-------- Provided data --------

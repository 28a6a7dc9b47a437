//! The embedded, keyed artwork store.
//!
//! Holds every durable [`Artwork`] record under an auto-incrementing
//! integer key, optionally persisted to a data directory as one JSON
//! document. Views never use this type directly; they go through the
//! remote-call interface in [`crate::service`].

use std::collections::BTreeMap;
use std::path::PathBuf;
use std::sync::{Arc, RwLock};

use serde::{Deserialize, Serialize};

use crate::artwork::{Artwork, ArtworkPatch};
use crate::error::{StoreError, StoreResult};

/// File holding the persisted records and the id counter.
const STORE_FILE: &str = "artworks.json";

/// On-disk layout: the id counter travels with the records so a restarted
/// store never reuses a key.
#[derive(Debug, Serialize, Deserialize)]
#[serde(rename_all = "camelCase")]
struct StoreDocument {
    next_id: u64,
    artworks: Vec<Artwork>,
}

#[derive(Debug)]
struct Inner {
    next_id: u64,
    records: BTreeMap<u64, Artwork>,
}

/// Keyed artwork storage with auto-incrementing ids.
#[derive(Debug, Clone)]
pub struct ArtworkStore {
    inner: Arc<RwLock<Inner>>,
    /// Optional data directory for filesystem persistence.
    data_dir: Option<PathBuf>,
}

impl ArtworkStore {
    /// Create an empty in-memory store (no persistence).
    #[must_use]
    pub fn new() -> Self {
        Self {
            inner: Arc::new(RwLock::new(Inner {
                next_id: 1,
                records: BTreeMap::new(),
            })),
            data_dir: None,
        }
    }

    /// Open a store persisted under `data_dir`, loading any existing
    /// records. The directory is created if it doesn't exist.
    ///
    /// # Errors
    ///
    /// Returns [`StoreError::Unavailable`] if the directory cannot be
    /// created or an existing store file cannot be read or parsed.
    pub fn with_data_dir(data_dir: impl Into<PathBuf>) -> StoreResult<Self> {
        let data_dir = data_dir.into();
        std::fs::create_dir_all(&data_dir)
            .map_err(|e| StoreError::Unavailable(e.to_string()))?;

        let path = data_dir.join(STORE_FILE);
        let inner = if path.exists() {
            let contents = std::fs::read_to_string(&path)
                .map_err(|e| StoreError::Unavailable(e.to_string()))?;
            let doc: StoreDocument = serde_json::from_str(&contents)
                .map_err(|e| StoreError::Unavailable(e.to_string()))?;
            let records = doc
                .artworks
                .into_iter()
                .filter_map(|artwork| artwork.id.map(|id| (id, artwork)))
                .collect::<BTreeMap<_, _>>();
            let highest = records.keys().next_back().copied().unwrap_or(0);
            Inner {
                next_id: doc.next_id.max(highest + 1),
                records,
            }
        } else {
            Inner {
                next_id: 1,
                records: BTreeMap::new(),
            }
        };

        Ok(Self {
            inner: Arc::new(RwLock::new(inner)),
            data_dir: Some(data_dir),
        })
    }

    /// All artworks, ordered by ascending id.
    #[must_use]
    pub fn list(&self) -> Vec<Artwork> {
        let inner = self
            .inner
            .read()
            .unwrap_or_else(std::sync::PoisonError::into_inner);
        inner.records.values().cloned().collect()
    }

    /// Create a record with a fresh id. `modified_at` starts equal to
    /// `created_at`. Ids are monotonically increasing and never reused.
    #[must_use]
    pub fn create(&self, title: impl Into<String>, created_at: u64) -> Artwork {
        let artwork = {
            let mut inner = self
                .inner
                .write()
                .unwrap_or_else(std::sync::PoisonError::into_inner);
            let id = inner.next_id;
            inner.next_id += 1;
            let mut artwork = Artwork::new(title, created_at);
            artwork.id = Some(id);
            inner.records.insert(id, artwork.clone());
            artwork
        };
        self.persist();
        artwork
    }

    /// The record for `id`.
    ///
    /// # Errors
    ///
    /// Returns [`StoreError::NotFound`] if the id is absent.
    pub fn get(&self, id: u64) -> StoreResult<Artwork> {
        let inner = self
            .inner
            .read()
            .unwrap_or_else(std::sync::PoisonError::into_inner);
        inner
            .records
            .get(&id)
            .cloned()
            .ok_or(StoreError::NotFound(id))
    }

    /// Merge `patch` over the record for `id` and return the refreshed
    /// record.
    ///
    /// # Errors
    ///
    /// Returns [`StoreError::NotFound`] if the id is absent.
    pub fn update(&self, id: u64, patch: ArtworkPatch) -> StoreResult<Artwork> {
        let updated = {
            let mut inner = self
                .inner
                .write()
                .unwrap_or_else(std::sync::PoisonError::into_inner);
            let record = inner.records.get_mut(&id).ok_or(StoreError::NotFound(id))?;
            patch.apply(record);
            record.clone()
        };
        self.persist();
        Ok(updated)
    }

    /// Delete the record for `id` and return it.
    ///
    /// # Errors
    ///
    /// Returns [`StoreError::NotFound`] if the id is absent.
    pub fn remove(&self, id: u64) -> StoreResult<Artwork> {
        let removed = {
            let mut inner = self
                .inner
                .write()
                .unwrap_or_else(std::sync::PoisonError::into_inner);
            inner.records.remove(&id).ok_or(StoreError::NotFound(id))?
        };
        self.persist();
        Ok(removed)
    }

    /// Write the whole store to disk.
    ///
    /// No-op without a data directory. A write failure is logged and does
    /// not fail the mutation that triggered it.
    fn persist(&self) {
        let Some(ref data_dir) = self.data_dir else {
            return;
        };
        let doc = {
            let inner = self
                .inner
                .read()
                .unwrap_or_else(std::sync::PoisonError::into_inner);
            StoreDocument {
                next_id: inner.next_id,
                artworks: inner.records.values().cloned().collect(),
            }
        };
        let json = match serde_json::to_string_pretty(&doc) {
            Ok(j) => j,
            Err(e) => {
                tracing::warn!("Failed to serialize artwork store: {e}");
                return;
            }
        };
        let path = data_dir.join(STORE_FILE);
        if let Err(e) = std::fs::write(&path, json) {
            tracing::warn!("Failed to persist artwork store to {}: {e}", path.display());
        }
    }
}

impl Default for ArtworkStore {
    fn default() -> Self {
        Self::new()
    }
}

--------

### Problem statement:
Each line above is to be reproduced exactly. Leave none out.

### Answer:
repository 28a6a7dc9b47a437
//! The embedded, keyed artwork store.
//!
//! Holds every durable [`Artwork`] record under an auto-incrementing
//! integer key, optionally persisted to a data directory as one JSON
//! document. Views never use this type directly; they go through the
//! remote-call interface in [`crate::service`].

use std::collections::BTreeMap;
use std::path::PathBuf;
use std::sync::{Arc, RwLock};

use serde::{Deserialize, Serialize};

use crate::artwork::{Artwork, ArtworkPatch};
use crate::error::{StoreError, StoreResult};

/// File holding the persisted records and the id counter.
const STORE_FILE: &str = "artworks.json";

/// On-disk layout: the id counter travels with the records so a restarted
/// store never reuses a key.
#[derive(Debug, Serialize, Deserialize)]
#[serde(rename_all = "camelCase")]
struct StoreDocument {
    next_id: u64,
    artworks: Vec<Artwork>,
}

#[derive(Debug)]
struct Inner {
    next_id: u64,
    records: BTreeMap<u64, Artwork>,
}

/// Keyed artwork storage with auto-incrementing ids.
#[derive(Debug, Clone)]
pub struct ArtworkStore {
    inner: Arc<RwLock<Inner>>,
    /// Optional data directory for filesystem persistence.
    data_dir: Option<PathBuf>,
}

impl ArtworkStore {
    /// Create an empty in-memory store (no persistence).
    #[must_use]
    pub fn new() -> Self {
        Self {
            inner: Arc::new(RwLock::new(Inner {
                next_id: 1,
                records: BTreeMap::new(),
            })),
            data_dir: None,
        }
    }

    /// Open a store persisted under `data_dir`, loading any existing
    /// records. The directory is created if it doesn't exist.
    ///
    /// # Errors
    ///
    /// Returns [`StoreError::Unavailable`] if the directory cannot be
    /// created or an existing store file cannot be read or parsed.
    pub fn with_data_dir(data_dir: impl Into<PathBuf>) -> StoreResult<Self> {
        let data_dir = data_dir.into();
        std::fs::create_dir_all(&data_dir)
            .map_err(|e| StoreError::Unavailable(e.to_string()))?;

        let path = data_dir.join(STORE_FILE);
        let inner = if path.exists() {
            let contents = std::fs::read_to_string(&path)
                .map_err(|e| StoreError::Unavailable(e.to_string()))?;
            let doc: StoreDocument = serde_json::from_str(&contents)
                .map_err(|e| StoreError::Unavailable(e.to_string()))?;
            let records = doc
                .artworks
                .into_iter()
                .filter_map(|artwork| artwork.id.map(|id| (id, artwork)))
                .collect::<BTreeMap<_, _>>();
            let highest = records.keys().next_back().copied().unwrap_or(0);
            Inner {
                next_id: doc.next_id.max(highest + 1),
                records,
            }
        } else {
            Inner {
                next_id: 1,
                records: BTreeMap::new(),
            }
        };

        Ok(Self {
            inner: Arc::new(RwLock::new(inner)),
            data_dir: Some(data_dir),
        })
    }

    /// All artworks, ordered by ascending id.
    #[must_use]
    pub fn list(&self) -> Vec<Artwork> {
        let inner = self
            .inner
            .read()
            .unwrap_or_else(std::sync::PoisonError::into_inner);
        inner.records.values().cloned().collect()
    }

    /// Create a record with a fresh id. `modified_at` starts equal to
    /// `created_at`. Ids are monotonically increasing and never reused.
    #[must_use]
    pub fn create(&self, title: impl Into<String>, created_at: u64) -> Artwork {
        let artwork = {
            let mut inner = self
                .inner
                .write()
                .unwrap_or_else(std::sync::PoisonError::into_inner);
            let id = inner.next_id;
            inner.next_id += 1;
            let mut artwork = Artwork::new(title, created_at);
            artwork.id = Some(id);
            inner.records.insert(id, artwork.clone());
            artwork
        };
        self.persist();
        artwork
    }

    /// The record for `id`.
    ///
    /// # Errors
    ///
    /// Returns [`StoreError::NotFound`] if the id is absent.
    pub fn get(&self, id: u64) -> StoreResult<Artwork> {
        let inner = self
            .inner
            .read()
            .unwrap_or_else(std::sync::PoisonError::into_inner);
        inner
            .records
            .get(&id)
            .cloned()
            .ok_or(StoreError::NotFound(id))
    }

    /// Merge `patch` over the record for `id` and return the refreshed
    /// record.
    ///
    /// # Errors
    ///
    /// Returns [`StoreError::NotFound`] if the id is absent.
    pub fn update(&self, id: u64, patch: ArtworkPatch) -> StoreResult<Artwork> {
        let updated = {
            let mut inner = self
                .inner
                .write()
                .unwrap_or_else(std::sync::PoisonError::into_inner);
            let record = inner.records.get_mut(&id).ok_or(StoreError::NotFound(id))?;
            patch.apply(record);
            record.clone()
        };
        self.persist();
        Ok(updated)
    }

    /// Delete the record for `id` and return it.
    ///
    /// # Errors
    ///
    /// Returns [`StoreError::NotFound`] if the id is absent.
    pub fn remove(&self, id: u64) -> StoreResult<Artwork> {
        let removed = {
            let mut inner = self
                .inner
                .write()
                .unwrap_or_else(std::sync::PoisonError::into_inner);
            inner.records.remove(&id).ok_or(StoreError::NotFound(id))?
        };
        self.persist();
        Ok(removed)
    }

    /// Write the whole store to disk.
    ///
    /// No-op without a data directory. A write failure is logged and does
    /// not fail the mutation that triggered it.
    fn persist(&self) {
        let Some(ref data_dir) = self.data_dir else {
            return;
        };
        let doc = {
            let inner = self
                .inner
                .read()
                .unwrap_or_else(std::sync::PoisonError::into_inner);
            StoreDocument {
                next_id: inner.next_id,
                artworks: inner.records.values().cloned().collect(),
            }
        };
        let json = match serde_json::to_string_pretty(&doc) {
            Ok(j) => j,
            Err(e) => {
                tracing::warn!("Failed to serialize artwork store: {e}");
                return;
            }
        };
        let path = data_dir.join(STORE_FILE);
        if let Err(e) = std::fs::write(&path, json) {
            tracing::warn!("Failed to persist artwork store to {}: {e}", path.display());
        }
    }
}

impl Default for ArtworkStore {
    fn default() -> Self {
        Self::new()
    }
}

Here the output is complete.